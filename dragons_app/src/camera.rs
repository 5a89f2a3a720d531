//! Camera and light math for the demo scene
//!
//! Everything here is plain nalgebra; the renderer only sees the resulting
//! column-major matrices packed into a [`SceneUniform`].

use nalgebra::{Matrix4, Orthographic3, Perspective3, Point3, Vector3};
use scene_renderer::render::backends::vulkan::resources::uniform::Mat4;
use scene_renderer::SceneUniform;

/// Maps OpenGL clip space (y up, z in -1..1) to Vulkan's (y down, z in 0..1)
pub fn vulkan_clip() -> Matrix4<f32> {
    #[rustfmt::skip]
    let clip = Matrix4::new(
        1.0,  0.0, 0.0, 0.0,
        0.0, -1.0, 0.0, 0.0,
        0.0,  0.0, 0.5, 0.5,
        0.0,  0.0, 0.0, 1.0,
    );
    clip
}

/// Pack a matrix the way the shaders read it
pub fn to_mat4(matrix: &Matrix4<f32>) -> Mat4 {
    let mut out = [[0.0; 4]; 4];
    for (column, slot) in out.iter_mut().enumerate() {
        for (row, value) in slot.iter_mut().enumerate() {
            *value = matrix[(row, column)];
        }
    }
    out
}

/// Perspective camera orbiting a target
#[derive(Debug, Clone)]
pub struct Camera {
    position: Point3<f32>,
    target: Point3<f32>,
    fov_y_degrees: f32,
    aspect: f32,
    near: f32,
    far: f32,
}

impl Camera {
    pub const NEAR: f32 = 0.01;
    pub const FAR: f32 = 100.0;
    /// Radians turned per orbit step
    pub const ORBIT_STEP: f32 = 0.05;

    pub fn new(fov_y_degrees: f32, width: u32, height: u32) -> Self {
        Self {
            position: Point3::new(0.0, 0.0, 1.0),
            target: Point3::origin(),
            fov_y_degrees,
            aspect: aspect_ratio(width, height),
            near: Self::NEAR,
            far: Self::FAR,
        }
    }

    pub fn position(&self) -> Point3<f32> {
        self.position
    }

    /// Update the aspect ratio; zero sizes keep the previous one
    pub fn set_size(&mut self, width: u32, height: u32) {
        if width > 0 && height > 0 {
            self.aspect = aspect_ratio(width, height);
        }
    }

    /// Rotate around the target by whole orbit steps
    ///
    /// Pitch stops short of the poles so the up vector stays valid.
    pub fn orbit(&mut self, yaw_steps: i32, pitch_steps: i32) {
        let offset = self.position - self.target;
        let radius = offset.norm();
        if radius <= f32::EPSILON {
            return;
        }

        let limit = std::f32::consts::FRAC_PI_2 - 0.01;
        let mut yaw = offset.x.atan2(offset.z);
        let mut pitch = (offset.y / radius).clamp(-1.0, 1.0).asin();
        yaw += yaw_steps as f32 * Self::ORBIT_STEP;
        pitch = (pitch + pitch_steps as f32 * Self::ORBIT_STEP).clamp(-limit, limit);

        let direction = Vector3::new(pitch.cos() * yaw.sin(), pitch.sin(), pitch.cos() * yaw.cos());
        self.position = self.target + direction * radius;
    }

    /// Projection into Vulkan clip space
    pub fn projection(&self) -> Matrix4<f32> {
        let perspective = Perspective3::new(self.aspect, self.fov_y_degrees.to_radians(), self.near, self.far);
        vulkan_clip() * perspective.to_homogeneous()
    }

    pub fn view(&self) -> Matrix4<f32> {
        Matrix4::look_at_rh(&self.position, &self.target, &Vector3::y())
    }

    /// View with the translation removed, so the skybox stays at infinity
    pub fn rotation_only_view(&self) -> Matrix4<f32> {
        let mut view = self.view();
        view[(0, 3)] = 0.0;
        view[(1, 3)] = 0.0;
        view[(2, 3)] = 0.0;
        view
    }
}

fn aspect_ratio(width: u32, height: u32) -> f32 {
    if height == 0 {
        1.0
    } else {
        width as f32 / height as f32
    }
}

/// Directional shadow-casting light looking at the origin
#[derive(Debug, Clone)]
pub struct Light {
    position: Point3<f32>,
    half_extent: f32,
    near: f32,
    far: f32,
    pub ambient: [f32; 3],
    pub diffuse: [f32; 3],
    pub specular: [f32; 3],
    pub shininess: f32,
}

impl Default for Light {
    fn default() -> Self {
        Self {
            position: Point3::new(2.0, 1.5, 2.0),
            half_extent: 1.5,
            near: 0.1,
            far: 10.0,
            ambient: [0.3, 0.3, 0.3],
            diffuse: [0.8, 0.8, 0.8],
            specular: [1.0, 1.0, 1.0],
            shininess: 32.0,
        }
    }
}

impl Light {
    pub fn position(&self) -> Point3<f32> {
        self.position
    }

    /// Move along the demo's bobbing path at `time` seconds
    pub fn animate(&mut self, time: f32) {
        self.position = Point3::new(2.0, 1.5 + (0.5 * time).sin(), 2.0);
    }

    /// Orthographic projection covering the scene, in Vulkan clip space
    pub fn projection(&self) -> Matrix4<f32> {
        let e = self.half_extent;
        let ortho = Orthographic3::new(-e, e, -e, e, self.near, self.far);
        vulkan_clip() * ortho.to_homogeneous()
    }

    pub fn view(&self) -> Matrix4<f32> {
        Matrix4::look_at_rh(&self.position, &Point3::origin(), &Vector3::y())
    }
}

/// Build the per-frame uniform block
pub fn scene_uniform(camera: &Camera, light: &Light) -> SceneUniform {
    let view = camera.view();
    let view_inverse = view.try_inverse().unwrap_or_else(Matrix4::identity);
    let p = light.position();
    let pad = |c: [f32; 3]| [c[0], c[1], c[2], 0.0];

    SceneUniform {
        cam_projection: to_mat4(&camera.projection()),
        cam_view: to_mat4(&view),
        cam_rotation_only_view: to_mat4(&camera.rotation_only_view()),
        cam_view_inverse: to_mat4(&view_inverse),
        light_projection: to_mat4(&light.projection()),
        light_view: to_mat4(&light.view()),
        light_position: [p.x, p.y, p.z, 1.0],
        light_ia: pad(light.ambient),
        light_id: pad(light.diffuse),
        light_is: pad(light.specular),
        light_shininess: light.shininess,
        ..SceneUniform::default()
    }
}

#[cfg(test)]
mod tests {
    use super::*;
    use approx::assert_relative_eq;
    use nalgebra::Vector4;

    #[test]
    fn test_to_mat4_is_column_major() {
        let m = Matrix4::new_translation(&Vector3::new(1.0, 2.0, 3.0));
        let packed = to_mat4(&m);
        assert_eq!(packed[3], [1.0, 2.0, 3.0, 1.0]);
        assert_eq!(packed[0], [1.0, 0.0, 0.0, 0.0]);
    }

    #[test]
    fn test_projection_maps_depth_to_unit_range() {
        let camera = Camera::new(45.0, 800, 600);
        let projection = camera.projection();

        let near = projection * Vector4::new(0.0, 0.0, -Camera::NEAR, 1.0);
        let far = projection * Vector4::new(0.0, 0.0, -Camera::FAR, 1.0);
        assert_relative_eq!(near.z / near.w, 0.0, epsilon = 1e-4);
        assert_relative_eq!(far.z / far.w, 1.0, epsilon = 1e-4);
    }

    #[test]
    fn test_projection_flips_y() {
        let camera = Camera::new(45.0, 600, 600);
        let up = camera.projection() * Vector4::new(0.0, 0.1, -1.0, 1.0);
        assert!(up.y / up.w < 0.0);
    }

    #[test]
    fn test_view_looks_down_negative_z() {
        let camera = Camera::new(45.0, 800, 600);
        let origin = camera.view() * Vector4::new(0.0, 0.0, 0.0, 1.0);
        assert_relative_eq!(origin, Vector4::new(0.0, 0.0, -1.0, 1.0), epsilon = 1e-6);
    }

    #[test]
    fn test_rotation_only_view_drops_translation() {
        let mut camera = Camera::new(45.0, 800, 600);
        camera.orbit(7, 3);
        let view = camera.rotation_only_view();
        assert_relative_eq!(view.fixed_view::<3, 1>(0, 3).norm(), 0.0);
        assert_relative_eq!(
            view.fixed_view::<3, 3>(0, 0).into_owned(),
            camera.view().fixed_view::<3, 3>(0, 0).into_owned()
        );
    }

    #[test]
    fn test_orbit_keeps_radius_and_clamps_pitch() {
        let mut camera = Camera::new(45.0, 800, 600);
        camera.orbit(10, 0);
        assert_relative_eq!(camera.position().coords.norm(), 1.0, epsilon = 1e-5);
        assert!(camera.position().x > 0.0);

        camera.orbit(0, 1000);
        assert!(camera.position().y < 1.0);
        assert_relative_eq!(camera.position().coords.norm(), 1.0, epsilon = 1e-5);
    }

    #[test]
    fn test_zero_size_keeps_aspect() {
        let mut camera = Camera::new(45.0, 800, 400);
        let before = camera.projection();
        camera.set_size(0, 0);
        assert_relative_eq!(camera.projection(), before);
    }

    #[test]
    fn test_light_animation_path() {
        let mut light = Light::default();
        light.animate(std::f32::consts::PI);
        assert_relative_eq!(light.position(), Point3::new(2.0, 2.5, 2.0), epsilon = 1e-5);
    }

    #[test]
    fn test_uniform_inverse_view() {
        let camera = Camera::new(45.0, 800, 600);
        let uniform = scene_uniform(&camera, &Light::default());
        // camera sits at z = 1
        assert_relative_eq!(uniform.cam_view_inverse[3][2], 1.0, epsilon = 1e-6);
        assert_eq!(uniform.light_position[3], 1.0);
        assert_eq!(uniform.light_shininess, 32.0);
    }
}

==

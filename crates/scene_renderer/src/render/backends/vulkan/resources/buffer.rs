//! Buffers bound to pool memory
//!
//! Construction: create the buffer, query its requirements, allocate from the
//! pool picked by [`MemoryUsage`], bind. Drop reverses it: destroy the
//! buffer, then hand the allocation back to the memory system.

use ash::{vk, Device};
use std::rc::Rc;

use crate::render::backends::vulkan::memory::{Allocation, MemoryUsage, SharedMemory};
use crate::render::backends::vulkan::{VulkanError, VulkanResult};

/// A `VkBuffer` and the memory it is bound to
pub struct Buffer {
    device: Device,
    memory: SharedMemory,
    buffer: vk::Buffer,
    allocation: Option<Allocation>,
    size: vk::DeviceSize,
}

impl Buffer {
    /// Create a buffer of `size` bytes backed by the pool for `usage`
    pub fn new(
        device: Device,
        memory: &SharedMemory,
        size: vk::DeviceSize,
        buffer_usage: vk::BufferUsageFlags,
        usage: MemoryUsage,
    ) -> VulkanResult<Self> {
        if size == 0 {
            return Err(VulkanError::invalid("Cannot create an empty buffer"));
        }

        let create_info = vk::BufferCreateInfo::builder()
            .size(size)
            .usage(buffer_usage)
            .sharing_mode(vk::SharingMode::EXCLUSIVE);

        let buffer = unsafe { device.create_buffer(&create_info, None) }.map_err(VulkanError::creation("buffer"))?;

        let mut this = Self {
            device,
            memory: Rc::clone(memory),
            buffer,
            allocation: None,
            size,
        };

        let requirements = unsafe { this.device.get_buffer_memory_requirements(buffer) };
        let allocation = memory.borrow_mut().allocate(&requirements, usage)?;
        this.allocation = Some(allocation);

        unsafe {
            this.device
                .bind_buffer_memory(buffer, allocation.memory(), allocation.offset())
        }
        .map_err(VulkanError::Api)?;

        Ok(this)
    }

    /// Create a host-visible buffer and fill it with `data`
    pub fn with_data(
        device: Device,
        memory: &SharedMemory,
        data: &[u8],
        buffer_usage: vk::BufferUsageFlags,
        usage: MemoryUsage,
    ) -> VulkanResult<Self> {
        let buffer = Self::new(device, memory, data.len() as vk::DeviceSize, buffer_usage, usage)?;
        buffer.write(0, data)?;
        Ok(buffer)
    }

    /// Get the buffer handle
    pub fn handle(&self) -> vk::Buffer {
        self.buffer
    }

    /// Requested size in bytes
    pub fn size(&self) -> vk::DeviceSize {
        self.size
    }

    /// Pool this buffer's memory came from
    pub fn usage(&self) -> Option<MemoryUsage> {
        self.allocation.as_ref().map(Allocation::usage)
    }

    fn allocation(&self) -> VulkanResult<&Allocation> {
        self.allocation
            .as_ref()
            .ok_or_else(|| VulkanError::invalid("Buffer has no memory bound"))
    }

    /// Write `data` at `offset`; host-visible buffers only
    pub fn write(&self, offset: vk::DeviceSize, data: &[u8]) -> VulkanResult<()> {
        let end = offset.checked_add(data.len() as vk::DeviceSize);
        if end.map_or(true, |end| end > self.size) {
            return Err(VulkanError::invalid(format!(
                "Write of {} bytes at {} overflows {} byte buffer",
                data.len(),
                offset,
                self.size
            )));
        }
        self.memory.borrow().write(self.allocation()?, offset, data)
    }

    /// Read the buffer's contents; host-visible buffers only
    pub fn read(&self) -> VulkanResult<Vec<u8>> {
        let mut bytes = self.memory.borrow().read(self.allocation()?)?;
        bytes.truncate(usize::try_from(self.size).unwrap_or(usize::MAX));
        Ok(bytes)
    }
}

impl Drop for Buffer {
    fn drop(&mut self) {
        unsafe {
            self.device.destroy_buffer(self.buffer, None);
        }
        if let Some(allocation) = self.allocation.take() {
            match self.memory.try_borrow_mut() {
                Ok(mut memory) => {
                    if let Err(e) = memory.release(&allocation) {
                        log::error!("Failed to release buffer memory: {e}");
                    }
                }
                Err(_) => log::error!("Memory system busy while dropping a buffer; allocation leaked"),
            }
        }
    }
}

* WHAT TO PRODUCE *
Your answer must be the lines above from the one containing "let view = camera.view();" to the one containing "let near = projection", both included, restated word for word.

* SOLUTION FOR THIS TASK *
    let view = camera.view();
    let view_inverse = view.try_inverse().unwrap_or_else(Matrix4::identity);
    let p = light.position();
    let pad = |c: [f32; 3]| [c[0], c[1], c[2], 0.0];

    SceneUniform {
        cam_projection: to_mat4(&camera.projection()),
        cam_view: to_mat4(&view),
        cam_rotation_only_view: to_mat4(&camera.rotation_only_view()),
        cam_view_inverse: to_mat4(&view_inverse),
        light_projection: to_mat4(&light.projection()),
        light_view: to_mat4(&light.view()),
        light_position: [p.x, p.y, p.z, 1.0],
        light_ia: pad(light.ambient),
        light_id: pad(light.diffuse),
        light_is: pad(light.specular),
        light_shininess: light.shininess,
        ..SceneUniform::default()
    }
}

#[cfg(test)]
mod tests {
    use super::*;
    use approx::assert_relative_eq;
    use nalgebra::Vector4;

    #[test]
    fn test_to_mat4_is_column_major() {
        let m = Matrix4::new_translation(&Vector3::new(1.0, 2.0, 3.0));
        let packed = to_mat4(&m);
        assert_eq!(packed[3], [1.0, 2.0, 3.0, 1.0]);
        assert_eq!(packed[0], [1.0, 0.0, 0.0, 0.0]);
    }

    #[test]
    fn test_projection_maps_depth_to_unit_range() {
        let camera = Camera::new(45.0, 800, 600);
        let projection = camera.projection();

        let near = projection * Vector4::new(0.0, 0.0, -Camera::NEAR, 1.0);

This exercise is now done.